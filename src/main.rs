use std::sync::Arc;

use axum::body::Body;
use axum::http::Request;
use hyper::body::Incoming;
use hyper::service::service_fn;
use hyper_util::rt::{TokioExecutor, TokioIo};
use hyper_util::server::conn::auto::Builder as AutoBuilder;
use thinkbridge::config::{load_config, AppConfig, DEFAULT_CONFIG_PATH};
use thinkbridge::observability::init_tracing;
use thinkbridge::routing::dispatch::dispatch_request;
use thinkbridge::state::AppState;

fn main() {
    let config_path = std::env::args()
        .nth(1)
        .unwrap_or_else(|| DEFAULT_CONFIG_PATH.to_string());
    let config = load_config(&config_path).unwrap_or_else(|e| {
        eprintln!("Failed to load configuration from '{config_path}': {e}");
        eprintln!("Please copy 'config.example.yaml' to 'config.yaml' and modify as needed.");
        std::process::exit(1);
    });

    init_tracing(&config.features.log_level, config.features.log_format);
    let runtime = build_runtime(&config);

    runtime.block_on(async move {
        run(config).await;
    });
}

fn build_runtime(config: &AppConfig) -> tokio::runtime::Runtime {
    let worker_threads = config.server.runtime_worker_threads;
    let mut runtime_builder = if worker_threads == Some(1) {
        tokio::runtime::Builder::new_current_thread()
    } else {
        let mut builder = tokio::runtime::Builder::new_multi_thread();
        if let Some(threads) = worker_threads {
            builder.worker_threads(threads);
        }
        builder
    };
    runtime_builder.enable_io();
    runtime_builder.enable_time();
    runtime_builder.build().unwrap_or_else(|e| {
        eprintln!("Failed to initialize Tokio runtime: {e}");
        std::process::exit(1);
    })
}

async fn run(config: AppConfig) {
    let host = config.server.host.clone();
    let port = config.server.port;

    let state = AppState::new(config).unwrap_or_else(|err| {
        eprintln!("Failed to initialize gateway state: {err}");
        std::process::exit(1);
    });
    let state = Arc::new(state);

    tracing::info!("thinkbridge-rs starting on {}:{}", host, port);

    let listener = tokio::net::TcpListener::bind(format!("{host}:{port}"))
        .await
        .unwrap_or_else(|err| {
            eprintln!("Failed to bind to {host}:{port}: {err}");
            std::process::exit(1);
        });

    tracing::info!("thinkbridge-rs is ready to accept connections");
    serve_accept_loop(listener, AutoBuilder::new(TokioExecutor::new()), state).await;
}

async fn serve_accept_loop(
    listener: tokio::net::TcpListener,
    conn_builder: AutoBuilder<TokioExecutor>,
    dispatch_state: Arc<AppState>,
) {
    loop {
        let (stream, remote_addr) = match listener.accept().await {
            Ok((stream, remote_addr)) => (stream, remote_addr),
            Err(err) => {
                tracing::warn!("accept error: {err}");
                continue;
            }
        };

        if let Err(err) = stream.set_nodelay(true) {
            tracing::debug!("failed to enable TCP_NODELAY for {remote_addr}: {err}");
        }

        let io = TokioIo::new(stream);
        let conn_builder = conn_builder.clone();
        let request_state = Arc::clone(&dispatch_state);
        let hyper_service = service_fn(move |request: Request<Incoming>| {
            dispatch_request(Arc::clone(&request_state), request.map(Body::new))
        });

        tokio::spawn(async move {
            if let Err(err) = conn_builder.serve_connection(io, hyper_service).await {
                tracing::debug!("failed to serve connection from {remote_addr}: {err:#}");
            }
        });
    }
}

•••

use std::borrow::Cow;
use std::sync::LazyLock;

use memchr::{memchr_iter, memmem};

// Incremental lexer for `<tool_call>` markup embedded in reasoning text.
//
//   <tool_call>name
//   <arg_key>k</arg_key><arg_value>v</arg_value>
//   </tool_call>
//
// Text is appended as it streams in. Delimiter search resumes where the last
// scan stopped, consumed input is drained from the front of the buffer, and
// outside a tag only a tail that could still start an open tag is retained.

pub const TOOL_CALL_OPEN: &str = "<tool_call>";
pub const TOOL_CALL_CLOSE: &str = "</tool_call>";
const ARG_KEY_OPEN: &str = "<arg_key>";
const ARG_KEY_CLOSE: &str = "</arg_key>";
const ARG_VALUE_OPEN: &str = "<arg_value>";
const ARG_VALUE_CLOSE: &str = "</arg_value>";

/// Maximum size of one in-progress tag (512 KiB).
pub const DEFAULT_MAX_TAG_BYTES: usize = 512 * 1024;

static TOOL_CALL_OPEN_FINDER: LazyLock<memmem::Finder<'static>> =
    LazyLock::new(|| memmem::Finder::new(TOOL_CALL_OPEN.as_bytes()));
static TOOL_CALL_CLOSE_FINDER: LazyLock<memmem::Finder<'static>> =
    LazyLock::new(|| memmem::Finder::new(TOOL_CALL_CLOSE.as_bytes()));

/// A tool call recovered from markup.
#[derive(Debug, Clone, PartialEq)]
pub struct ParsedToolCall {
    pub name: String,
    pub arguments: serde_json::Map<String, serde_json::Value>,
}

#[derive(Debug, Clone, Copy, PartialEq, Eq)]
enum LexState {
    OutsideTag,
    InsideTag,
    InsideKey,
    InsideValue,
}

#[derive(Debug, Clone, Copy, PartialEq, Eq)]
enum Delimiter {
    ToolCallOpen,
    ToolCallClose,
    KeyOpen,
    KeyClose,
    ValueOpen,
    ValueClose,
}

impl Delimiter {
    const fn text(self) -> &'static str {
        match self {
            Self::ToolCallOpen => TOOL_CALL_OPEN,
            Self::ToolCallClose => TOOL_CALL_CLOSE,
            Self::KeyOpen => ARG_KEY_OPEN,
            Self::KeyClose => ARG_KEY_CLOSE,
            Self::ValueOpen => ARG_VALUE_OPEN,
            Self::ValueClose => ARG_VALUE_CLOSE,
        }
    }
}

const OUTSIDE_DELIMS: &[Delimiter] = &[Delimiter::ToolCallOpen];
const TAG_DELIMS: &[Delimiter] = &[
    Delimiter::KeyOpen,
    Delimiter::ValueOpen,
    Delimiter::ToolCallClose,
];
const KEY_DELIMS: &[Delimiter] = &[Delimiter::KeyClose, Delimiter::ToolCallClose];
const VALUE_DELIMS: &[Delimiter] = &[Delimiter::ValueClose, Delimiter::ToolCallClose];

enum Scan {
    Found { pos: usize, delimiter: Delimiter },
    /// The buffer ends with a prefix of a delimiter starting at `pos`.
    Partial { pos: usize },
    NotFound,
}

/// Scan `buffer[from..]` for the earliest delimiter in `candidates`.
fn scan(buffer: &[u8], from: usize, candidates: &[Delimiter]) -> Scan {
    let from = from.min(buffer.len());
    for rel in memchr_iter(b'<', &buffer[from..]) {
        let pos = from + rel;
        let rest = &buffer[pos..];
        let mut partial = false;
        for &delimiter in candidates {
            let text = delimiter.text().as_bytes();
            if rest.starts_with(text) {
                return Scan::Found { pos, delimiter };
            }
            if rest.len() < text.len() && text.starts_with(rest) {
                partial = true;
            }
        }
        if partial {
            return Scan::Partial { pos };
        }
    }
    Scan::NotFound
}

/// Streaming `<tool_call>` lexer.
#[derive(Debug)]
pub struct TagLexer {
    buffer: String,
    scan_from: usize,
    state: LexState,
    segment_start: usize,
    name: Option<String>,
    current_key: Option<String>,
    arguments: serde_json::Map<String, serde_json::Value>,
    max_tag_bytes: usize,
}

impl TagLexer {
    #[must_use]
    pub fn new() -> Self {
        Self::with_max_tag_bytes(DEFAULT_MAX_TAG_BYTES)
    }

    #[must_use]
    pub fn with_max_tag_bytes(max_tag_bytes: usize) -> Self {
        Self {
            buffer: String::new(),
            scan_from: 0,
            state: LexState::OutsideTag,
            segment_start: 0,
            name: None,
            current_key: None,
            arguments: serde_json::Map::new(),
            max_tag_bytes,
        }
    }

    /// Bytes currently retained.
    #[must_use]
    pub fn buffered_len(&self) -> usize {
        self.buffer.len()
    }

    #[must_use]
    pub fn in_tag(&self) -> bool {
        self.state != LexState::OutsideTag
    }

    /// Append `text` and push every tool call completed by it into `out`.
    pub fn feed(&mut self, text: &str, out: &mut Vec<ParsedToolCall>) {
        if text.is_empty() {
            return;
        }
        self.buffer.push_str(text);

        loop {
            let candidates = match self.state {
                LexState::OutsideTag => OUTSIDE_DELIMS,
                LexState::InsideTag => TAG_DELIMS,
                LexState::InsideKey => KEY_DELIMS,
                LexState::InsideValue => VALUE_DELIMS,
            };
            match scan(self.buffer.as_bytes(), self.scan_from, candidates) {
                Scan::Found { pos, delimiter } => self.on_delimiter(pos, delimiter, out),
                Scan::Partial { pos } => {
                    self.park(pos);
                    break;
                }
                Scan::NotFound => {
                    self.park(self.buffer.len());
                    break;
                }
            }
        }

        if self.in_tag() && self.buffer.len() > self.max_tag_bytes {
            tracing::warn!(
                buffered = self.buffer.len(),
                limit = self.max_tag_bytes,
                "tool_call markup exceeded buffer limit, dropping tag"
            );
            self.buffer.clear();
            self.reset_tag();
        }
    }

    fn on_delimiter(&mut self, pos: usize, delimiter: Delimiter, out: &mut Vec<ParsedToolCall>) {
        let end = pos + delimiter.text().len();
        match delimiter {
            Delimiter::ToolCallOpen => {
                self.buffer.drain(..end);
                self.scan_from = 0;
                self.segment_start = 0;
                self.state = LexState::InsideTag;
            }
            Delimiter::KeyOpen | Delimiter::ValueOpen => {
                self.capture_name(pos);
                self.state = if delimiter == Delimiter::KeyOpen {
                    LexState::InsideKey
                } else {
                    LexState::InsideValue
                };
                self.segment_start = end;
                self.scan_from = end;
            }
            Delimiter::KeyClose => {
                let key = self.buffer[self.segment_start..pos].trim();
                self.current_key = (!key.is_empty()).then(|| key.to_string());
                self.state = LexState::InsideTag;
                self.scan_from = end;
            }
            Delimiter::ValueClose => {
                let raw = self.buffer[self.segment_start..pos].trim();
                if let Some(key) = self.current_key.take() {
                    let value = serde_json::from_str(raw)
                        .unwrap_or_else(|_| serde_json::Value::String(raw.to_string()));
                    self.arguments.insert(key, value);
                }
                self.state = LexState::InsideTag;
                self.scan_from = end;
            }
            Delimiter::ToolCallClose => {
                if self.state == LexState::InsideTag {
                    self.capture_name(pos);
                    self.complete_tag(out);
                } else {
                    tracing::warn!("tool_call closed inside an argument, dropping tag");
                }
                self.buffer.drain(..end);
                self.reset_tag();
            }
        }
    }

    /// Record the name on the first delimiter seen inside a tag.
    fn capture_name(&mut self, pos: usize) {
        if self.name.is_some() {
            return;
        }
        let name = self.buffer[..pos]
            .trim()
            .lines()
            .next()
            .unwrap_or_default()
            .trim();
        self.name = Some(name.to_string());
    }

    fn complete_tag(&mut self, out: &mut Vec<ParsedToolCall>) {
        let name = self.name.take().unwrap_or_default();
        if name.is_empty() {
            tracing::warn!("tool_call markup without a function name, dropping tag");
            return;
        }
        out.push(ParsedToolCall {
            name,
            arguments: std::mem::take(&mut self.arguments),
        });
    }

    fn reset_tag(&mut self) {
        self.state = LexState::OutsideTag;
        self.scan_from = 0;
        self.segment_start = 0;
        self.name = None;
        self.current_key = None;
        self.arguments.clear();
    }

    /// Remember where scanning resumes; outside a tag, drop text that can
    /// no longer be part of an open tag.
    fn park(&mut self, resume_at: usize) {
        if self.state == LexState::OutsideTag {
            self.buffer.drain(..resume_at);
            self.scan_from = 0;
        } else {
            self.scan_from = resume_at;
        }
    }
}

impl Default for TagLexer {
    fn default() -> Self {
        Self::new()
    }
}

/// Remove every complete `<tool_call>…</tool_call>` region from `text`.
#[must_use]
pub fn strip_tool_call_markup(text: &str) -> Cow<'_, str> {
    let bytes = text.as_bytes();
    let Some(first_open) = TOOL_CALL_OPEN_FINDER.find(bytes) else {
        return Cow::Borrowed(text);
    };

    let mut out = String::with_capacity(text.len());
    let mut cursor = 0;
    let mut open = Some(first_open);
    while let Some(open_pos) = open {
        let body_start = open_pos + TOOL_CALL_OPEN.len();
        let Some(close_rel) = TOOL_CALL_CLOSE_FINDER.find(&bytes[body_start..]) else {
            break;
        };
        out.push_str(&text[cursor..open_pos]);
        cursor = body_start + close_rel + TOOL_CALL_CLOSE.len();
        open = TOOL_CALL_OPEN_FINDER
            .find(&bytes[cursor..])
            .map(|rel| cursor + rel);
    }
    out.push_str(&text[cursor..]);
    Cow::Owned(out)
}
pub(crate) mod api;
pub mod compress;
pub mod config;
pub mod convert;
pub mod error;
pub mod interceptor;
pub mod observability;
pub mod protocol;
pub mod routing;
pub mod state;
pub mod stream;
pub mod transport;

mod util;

•••

TASK DETAILS
Using the entries shown above, reproduce verbatim the lines from the line bearing "filename src/main.rs" to the line bearing "use thinkbridge::state::AppState;", inclusive.

YOUR RESPONSE
filename src/main.rs
use std::sync::Arc;

use axum::body::Body;
use axum::http::Request;
use hyper::body::Incoming;
use hyper::service::service_fn;
use hyper_util::rt::{TokioExecutor, TokioIo};
use hyper_util::server::conn::auto::Builder as AutoBuilder;
use thinkbridge::config::{load_config, AppConfig, DEFAULT_CONFIG_PATH};
use thinkbridge::observability::init_tracing;
use thinkbridge::routing::dispatch::dispatch_request;
use thinkbridge::state::AppState;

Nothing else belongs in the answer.